● **PROBLEM REQUIREMENTS**: Transcribe exactly the line in which "fn default() ->" occurs, plus every line that comes after it up to the end of the entries.

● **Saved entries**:
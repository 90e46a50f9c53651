pub mod crypto;
pub mod trust_anchor;
pub mod types;
pub mod validator;

pub use crypto::SignatureVerifier;
pub use trust_anchor::{TrustAnchor, TrustAnchorStore};
pub use types::{DnskeyRecord, DsRecord, RrsigRecord};
pub use validator::{ChainValidator, RecordFetcher};
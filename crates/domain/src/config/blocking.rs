use serde::{Deserialize, Serialize};

/// Domain blocklist configuration
#[derive(Debug, Clone, Deserialize, Serialize)]
pub struct BlockingConfig {
    /// Enable blocking (default: true)
    #[serde(default = "default_true")]
    pub enabled: bool,

    /// Directory holding downloaded and hand-placed list files
    #[serde(default = "default_dir")]
    pub dir: String,

    /// List URLs downloaded into `dir` on every refresh
    #[serde(default)]
    pub sources: Vec<String>,

    #[serde(default = "default_refresh_interval_secs")]
    pub refresh_interval_secs: u64,

    /// Delay before the first refresh; up to 50% jitter is added
    #[serde(default = "default_startup_delay_secs")]
    pub startup_delay_secs: u64,

    #[serde(default)]
    pub response: BlockResponse,

    /// TTL of synthesized block answers
    #[serde(default = "default_block_ttl")]
    pub block_ttl: u32,

    /// Extra entries, same syntax as list lines
    #[serde(default)]
    pub custom_blocked: Vec<String>,

    /// Entries never blocked; `*.name` allows every subdomain of name
    #[serde(default)]
    pub whitelist: Vec<String>,
}

/// Answer returned for a blocked name.
#[derive(Debug, Clone, Copy, PartialEq, Eq, Default, Deserialize, Serialize)]
#[serde(rename_all = "lowercase")]
pub enum BlockResponse {
    #[default]
    Nxdomain,
    /// `0.0.0.0` for A, `::` for AAAA, empty NOERROR otherwise
    Sinkhole,
}

impl Default for BlockingConfig {
    fn default() -> Self {
        Self {
            enabled: true,
            dir: default_dir(),
            sources: vec![],
            refresh_interval_secs: default_refresh_interval_secs(),
            startup_delay_secs: default_startup_delay_secs(),
            response: BlockResponse::default(),
            block_ttl: default_block_ttl(),
            custom_blocked: vec![],
            whitelist: vec![],
        }
    }
}

fn default_true() -> bool {
    true
}

fn default_dir() -> String {
    "blocklists".to_string()
}

fn default_refresh_interval_secs() -> u64 {
    86_400
}

fn default_startup_delay_secs() -> u64 {
    1
}

fn default_block_ttl() -> u32 {
    60
}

● **FINISHED EXERCISE**:
    fn default() -> Self {
        Self {
            enabled: true,
            dir: default_dir(),
            sources: vec![],
            refresh_interval_secs: default_refresh_interval_secs(),
            startup_delay_secs: default_startup_delay_secs(),
            response: BlockResponse::default(),
            block_ttl: default_block_ttl(),
            custom_blocked: vec![],
            whitelist: vec![],
        }
    }
}

fn default_true() -> bool {
    true
}

fn default_dir() -> String {
    "blocklists".to_string()
}

fn default_refresh_interval_secs() -> u64 {
    86_400
}

fn default_startup_delay_secs() -> u64 {
    1
}

fn default_block_ttl() -> u32 {
    60
}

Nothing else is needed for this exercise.